« Les enfants ont besoin d’art et d’histoires, de poèmes et de musique autant qu’ils ont besoin d’amour et de nourriture, d’air frais et de jeux. Si vous ne donnez pas de nourriture à un enfant, le dommage devient rapidement visible. Si vous ne laissez pas un enfant prendre l’air frais et jouer, les dégâts sont également visibles, mais pas si rapidement. Si vous ne donnez pas d’amour à un enfant, le dommage pourrait ne pas être vu pendant quelques années, mais il est permanent.

Mais si vous ne donnez pas d’art à un enfant, des histoires et des poèmes, ainsi que de la musique, les dégâts ne sont pas si faciles à voir. Cependant, ils sont là. Leurs corps sont assez sains; Ils peuvent courir et sauter et nager et manger avidement et faire beaucoup de bruit, comme les enfants ont toujours fait, mais quelque chose manque.
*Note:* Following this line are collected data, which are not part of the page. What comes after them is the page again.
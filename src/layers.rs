//! Layer Classifier & Policy
//!
//! Every token belongs to exactly one architectural layer. The policy table
//! below is the only place reference directions and literal permissions are
//! defined; everything else asks it.

use serde::{Deserialize, Serialize};
use std::fmt;

use crate::path;
use crate::tokens::Token;

#[derive(Debug, Clone, Copy, PartialEq, Eq, Hash, PartialOrd, Ord, Serialize, Deserialize)]
#[serde(rename_all = "lowercase")]
pub enum Layer {
    /// Raw primitives
    Core,
    /// Intent mapped onto primitives
    Semantic,
    /// Element-specific styling
    Component,
}

impl Default for Layer {
    fn default() -> Self {
        Self::Semantic
    }
}

impl fmt::Display for Layer {
    fn fmt(&self, f: &mut fmt::Formatter<'_>) -> fmt::Result {
        f.write_str(match self {
            Layer::Core => "core",
            Layer::Semantic => "semantic",
            Layer::Component => "component",
        })
    }
}

#[derive(Debug, Clone, Copy, PartialEq, Eq, Serialize)]
#[serde(rename_all = "camelCase")]
pub struct LayerRule {
    pub layer: Layer,
    pub may_reference: &'static [Layer],
    pub literals_allowed: bool,
}

/// Allowed reference directions and literal permissions, indexed by layer.
pub const LAYER_POLICY: [LayerRule; 3] = [
    LayerRule { layer: Layer::Core, may_reference: &[], literals_allowed: true },
    LayerRule { layer: Layer::Semantic, may_reference: &[Layer::Core], literals_allowed: false },
    LayerRule {
        layer: Layer::Component,
        may_reference: &[Layer::Semantic, Layer::Core],
        literals_allowed: false,
    },
];

/// Directory markers, checked in order against the directories holding the file.
const FILE_MARKERS: &[(&str, Layer)] = &[
    ("/core/", Layer::Core),
    ("/primitives/", Layer::Core),
    ("/semantic/", Layer::Semantic),
    ("/component/", Layer::Component),
];

/// Token-set names used by older exports that never had layer directories.
/// These may name the set itself, so they also see the file stem.
const LEGACY_MARKERS: &[(&str, Layer)] = &[
    ("/components/", Layer::Component),
    ("/global/", Layer::Core),
    ("/base/", Layer::Core),
    ("/color/default/", Layer::Semantic),
    ("/color/light/", Layer::Semantic),
    ("/color/dark/", Layer::Semantic),
];

impl Layer {
    pub fn policy(self) -> &'static LayerRule {
        &LAYER_POLICY[self as usize]
    }

    /// Layer of a token: from its source file when known, else from its path.
    pub fn of_token(token: &Token) -> Layer {
        if token.source_file.trim().is_empty() {
            classify_token_path(&token.path)
        } else {
            classify_file(&token.source_file)
        }
    }
}

/// Classify by the directories containing the source file. Defaults to semantic.
pub fn classify_file(source_file: &str) -> Layer {
    let lowered = source_file.trim().to_lowercase();
    let mut segments: Vec<&str> = lowered.split(['/', '\\']).filter(|s| !s.is_empty()).collect();
    let Some(file_name) = segments.pop() else {
        return Layer::default();
    };
    let stem = file_name.strip_suffix(".json").unwrap_or(file_name);

    if let Some(layer) = match_marker(FILE_MARKERS, &segments) {
        return layer;
    }
    segments.push(stem);
    match_marker(LEGACY_MARKERS, &segments).unwrap_or_default()
}

fn match_marker(markers: &[(&str, Layer)], segments: &[&str]) -> Option<Layer> {
    let haystack = format!("/{}/", segments.join("/"));
    markers
        .iter()
        .find(|(marker, _)| haystack.contains(marker))
        .map(|(_, layer)| *layer)
}

/// Classify by token path prefix when no file is available. Defaults to core.
pub fn classify_token_path(token_path: &str) -> Layer {
    match path::split_first(&path::normalize(token_path)).0 {
        "system" | "semantic" => Layer::Semantic,
        "component" | "components" => Layer::Component,
        _ => Layer::Core,
    }
}

pub fn can_reference(source: Layer, target: Layer) -> bool {
    source.policy().may_reference.contains(&target)
}

pub fn allows_literals(layer: Layer) -> bool {
    layer.policy().literals_allowed
}
//! Token Model - Parsed Once, Typed Forever
//!
//! A document node is either a token leaf or a group of named children.
//! The shape is decided when the document is parsed; nothing downstream
//! probes JSON objects for value keys again.

use serde::{Deserialize, Serialize};
use serde_json::{Map, Value};
use std::fmt;

use crate::path;

/// Token type as authored. Tokens Studio spellings such as `boxShadow`
/// stay in `Other` so they are written back unchanged.
#[derive(Debug, Clone, PartialEq, Eq, Serialize, Deserialize)]
#[serde(from = "String", into = "String")]
pub enum TokenType {
    Color,
    Dimension,
    Number,
    FontFamily,
    FontWeight,
    Duration,
    CubicBezier,
    Shadow,
    Border,
    Typography,
    Other(String),
}

impl TokenType {
    pub fn as_str(&self) -> &str {
        match self {
            TokenType::Color => "color",
            TokenType::Dimension => "dimension",
            TokenType::Number => "number",
            TokenType::FontFamily => "fontFamily",
            TokenType::FontWeight => "fontWeight",
            TokenType::Duration => "duration",
            TokenType::CubicBezier => "cubicBezier",
            TokenType::Shadow => "shadow",
            TokenType::Border => "border",
            TokenType::Typography => "typography",
            TokenType::Other(s) => s,
        }
    }
}

impl From<String> for TokenType {
    fn from(s: String) -> Self {
        match s.as_str() {
            "color" => TokenType::Color,
            "dimension" => TokenType::Dimension,
            "number" => TokenType::Number,
            "fontFamily" => TokenType::FontFamily,
            "fontWeight" => TokenType::FontWeight,
            "duration" => TokenType::Duration,
            "cubicBezier" => TokenType::CubicBezier,
            "shadow" => TokenType::Shadow,
            "border" => TokenType::Border,
            "typography" => TokenType::Typography,
            _ => TokenType::Other(s),
        }
    }
}

impl From<&str> for TokenType {
    fn from(s: &str) -> Self {
        TokenType::from(s.to_string())
    }
}

impl From<TokenType> for String {
    fn from(t: TokenType) -> Self {
        match t {
            TokenType::Other(s) => s,
            known => known.as_str().to_string(),
        }
    }
}

impl fmt::Display for TokenType {
    fn fmt(&self, f: &mut fmt::Formatter<'_>) -> fmt::Result {
        f.write_str(self.as_str())
    }
}

/// A token as authored, addressed by its canonical path.
///
/// `value` is `Value::Null` when the author left it out.
#[derive(Debug, Clone, PartialEq, Serialize, Deserialize)]
#[serde(rename_all = "camelCase")]
pub struct Token {
    pub path: String,
    #[serde(default)]
    pub value: Value,
    #[serde(rename = "type", default, skip_serializing_if = "Option::is_none")]
    pub token_type: Option<TokenType>,
    #[serde(default, skip_serializing_if = "Option::is_none")]
    pub description: Option<String>,
    #[serde(default)]
    pub source_file: String,
}

impl Token {
    pub fn new(path: impl Into<String>, value: Value) -> Self {
        Self {
            path: path::normalize(&path.into()),
            value,
            token_type: None,
            description: None,
            source_file: String::new(),
        }
    }

    pub fn with_type(mut self, token_type: impl Into<TokenType>) -> Self {
        self.token_type = Some(token_type.into());
        self
    }

    pub fn with_description(mut self, description: impl Into<String>) -> Self {
        self.description = Some(description.into());
        self
    }

    pub fn in_file(mut self, source_file: impl Into<String>) -> Self {
        self.source_file = source_file.into();
        self
    }

    pub fn is_reference(&self) -> bool {
        path::reference_target(&self.value).is_some()
    }

    pub fn reference_target(&self) -> Option<String> {
        path::reference_target(&self.value)
    }

    pub fn has_value(&self) -> bool {
        match &self.value {
            Value::Null => false,
            Value::String(s) => !s.trim().is_empty(),
            _ => true,
        }
    }
}

/// Fields of a token leaf inside a document.
#[derive(Debug, Clone, PartialEq)]
pub struct TokenDef {
    pub value: Value,
    pub token_type: Option<TokenType>,
    pub description: Option<String>,
}

#[derive(Debug, Clone, PartialEq)]
pub enum Node {
    Token(TokenDef),
    Group(Vec<(String, Node)>),
}

/// A node skipped while parsing, with the path it was found at.
#[derive(Debug, Clone, PartialEq, Serialize, Deserialize)]
pub struct NodeIssue {
    pub path: String,
    pub message: String,
}

#[derive(Debug, thiserror::Error, PartialEq, Eq)]
pub enum NodeError {
    #[error("document root must be a JSON object, found {0}")]
    RootNotObject(&'static str),
}

/// Either spelling of a leaf field: plain (`value`) or DTCG (`$value`).
pub(crate) fn leaf_field<'a>(map: &'a Map<String, Value>, name: &str) -> Option<&'a Value> {
    map.get(name).or_else(|| map.get(&format!("${}", name)))
}

pub(crate) fn is_leaf(map: &Map<String, Value>) -> bool {
    map.contains_key("value") || map.contains_key("$value")
}

impl Node {
    /// Parse a whole document. Malformed children are skipped and reported.
    pub fn parse_document(doc: &Value) -> Result<(Node, Vec<NodeIssue>), NodeError> {
        let map = doc.as_object().ok_or(NodeError::RootNotObject(json_kind(doc)))?;
        let mut issues = Vec::new();
        let children = parse_group(map, "", &mut issues);
        Ok((Node::Group(children), issues))
    }

    /// Depth-first `(path, leaf)` pairs in document order.
    pub fn flatten(&self) -> Vec<(String, &TokenDef)> {
        let mut out = Vec::new();
        self.collect("", &mut out);
        out
    }

    fn collect<'a>(&'a self, prefix: &str, out: &mut Vec<(String, &'a TokenDef)>) {
        match self {
            Node::Token(def) => out.push((prefix.to_string(), def)),
            Node::Group(children) => {
                for (name, child) in children {
                    child.collect(&join(prefix, name), out);
                }
            }
        }
    }
}

fn parse_group(
    map: &Map<String, Value>,
    prefix: &str,
    issues: &mut Vec<NodeIssue>,
) -> Vec<(String, Node)> {
    let mut children = Vec::new();
    for (key, value) in map {
        if key.starts_with('$') {
            continue;
        }
        let here = join(prefix, key);
        match value {
            Value::Object(child) if is_leaf(child) => match parse_leaf(child) {
                Ok(def) => children.push((key.clone(), Node::Token(def))),
                Err(message) => issues.push(NodeIssue { path: here, message }),
            },
            Value::Object(child) => {
                children.push((key.clone(), Node::Group(parse_group(child, &here, issues))));
            }
            other => issues.push(NodeIssue {
                path: here,
                message: format!("expected a token or group object, found {}", json_kind(other)),
            }),
        }
    }
    children
}

fn parse_leaf(map: &Map<String, Value>) -> Result<TokenDef, String> {
    let value = leaf_field(map, "value").cloned().unwrap_or(Value::Null);
    let token_type = match leaf_field(map, "type") {
        None | Some(Value::Null) => None,
        Some(Value::String(s)) => Some(TokenType::from(s.as_str())),
        Some(other) => return Err(format!("token type must be a string, found {}", json_kind(other))),
    };
    let description = match leaf_field(map, "description") {
        None | Some(Value::Null) => None,
        Some(Value::String(s)) => Some(s.clone()),
        Some(other) => {
            return Err(format!("token description must be a string, found {}", json_kind(other)))
        }
    };
    Ok(TokenDef { value, token_type, description })
}

fn join(prefix: &str, key: &str) -> String {
    if prefix.is_empty() {
        key.to_string()
    } else {
        format!("{}.{}", prefix, key)
    }
}

pub(crate) fn json_kind(v: &Value) -> &'static str {
    match v {
        Value::Null => "null",
        Value::Bool(_) => "boolean",
        Value::Number(_) => "number",
        Value::String(_) => "string",
        Value::Array(_) => "array",
        Value::Object(_) => "object",
    }
}
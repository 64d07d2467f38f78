//! Hashing System - SHA-256 for Documents and Commit Batches
//!
//! Document hashes detect stale snapshots; batch hashes give a
//! reproducible reference for a set of file writes.

use serde::Serialize;
use serde_json::{Map, Value};
use sha2::{Digest, Sha256};

/// Lowercase hex SHA-256 of `data`.
pub fn sha256_hex(data: &[u8]) -> String {
    hex::encode(Sha256::digest(data))
}

/// Compact JSON with object keys sorted at every depth.
pub fn canonical_json<T: Serialize>(value: &T) -> Result<String, serde_json::Error> {
    let mut v = serde_json::to_value(value)?;
    sort_keys(&mut v);
    serde_json::to_string(&v)
}

// preserve_order keeps insertion order, so sorting has to be explicit
fn sort_keys(v: &mut Value) {
    match v {
        Value::Object(map) => {
            map.sort_keys();
            map.values_mut().for_each(sort_keys);
        }
        Value::Array(items) => items.iter_mut().for_each(sort_keys),
        _ => {}
    }
}

/// Hash of a document's raw text, as read from the store.
pub fn document_hash(content: &str) -> String {
    sha256_hex(content.as_bytes())
}

/// Reference for a batch of writes: `sha256(canonical {file: content_hash} + ":" + message)`.
pub fn batch_hash<'a, I>(files: I, message: &str) -> Result<String, serde_json::Error>
where
    I: IntoIterator<Item = (&'a str, &'a str)>,
{
    let manifest: Map<String, Value> = files
        .into_iter()
        .map(|(file, hash)| (file.to_string(), Value::String(hash.to_string())))
        .collect();
    let canonical = canonical_json(&manifest)?;
    Ok(sha256_hex(format!("{}:{}", canonical, message).as_bytes()))
}

mod hex {
    use std::fmt::Write;

    pub fn encode(bytes: impl AsRef<[u8]>) -> String {
        bytes.as_ref().iter().fold(String::new(), |mut out, b| {
            let _ = write!(out, "{:02x}", b);
            out
        })
    }
}

#[cfg(test)]
mod tests {
    use super::*;
    use serde_json::json;

    #[test]
    fn test_canonical_json_sorts_nested_objects() {
        let doc = json!({ "z": [{ "b": 1, "a": 2 }], "a": { "y": true, "x": null } });
        assert_eq!(
            canonical_json(&doc).unwrap(),
            r#"{"a":{"x":null,"y":true},"z":[{"a":2,"b":1}]}"#
        );
    }

    #[test]
    fn test_hash_deterministic() {
        let h1 = document_hash("{}");
        let h2 = document_hash("{}");
        assert_eq!(h1, h2);
        assert_eq!(h1.len(), 64);
    }

    #[test]
    fn test_batch_hash_order_independent() {
        let h1 = batch_hash([("a.json", "h1"), ("b.json", "h2")], "msg").unwrap();
        let h2 = batch_hash([("b.json", "h2"), ("a.json", "h1")], "msg").unwrap();
        let h3 = batch_hash([("a.json", "h1"), ("b.json", "h2")], "other").unwrap();
        assert_eq!(h1, h2);
        assert_ne!(h1, h3);
    }
}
Il est vrai que certaines personnes grandissent sans rencontrer d’art d’aucune sorte et sont parfaitement heureuses, vivant une vie bonne et précieuse, et dans ces foyers il n’y a pas de livres, et ils ne se soucient guère des images, et encore moins de musique. Eh bien, c’est bien. Je connais des gens comme ça. Ce sont de bons voisins et des citoyens utiles.

Mais d’autres personnes, à un certain moment dans leur enfance ou leur jeunesse, ou peut-être même leur vieillesse, rencontrent une chose d’une sorte qu’ils n’ont jamais rêvé auparavant. Elle leur est aussi étrangère que le côté obscur de la lune. Mais un jour ils entendent une voix à la radio lisant un poème, ou ils passent devant une maison avec une fenêtre ouverte où quelqu’un joue du piano, ou ils voient l’affiche d’un tableau particulier sur le mur de quelqu’un, et cela les frappe un coup à la fois si dur et si doux qu’ils se sentent étourdis. Rien ne les préparait à cela. Ils se rendent soudain compte qu’ils sont remplis d’une faim, bien qu’ils n’aient eu aucune idée de cela il y a un instant ; une faim pour quelque chose de si doux et de si délicieux que cela leur brise presque leur cœur. Ils pleurent presque, ils se sentent tristes, heureux et seuls, et accueillis par cette expérience tout à fait nouvelle et étrange, et ils se désespèrent de ne pas pouvoir écouter de plus près la radio, ils s’attardent à l’extérieur de la fenêtre, ils ne peuvent pas détourner leurs yeux de l’affiche. Ils voulaient cela, ils avaient besoin de cela comme une personne affamée a besoin de nourriture, et ils ne l’avaient jamais su. Ils n’en avaient aucune idée.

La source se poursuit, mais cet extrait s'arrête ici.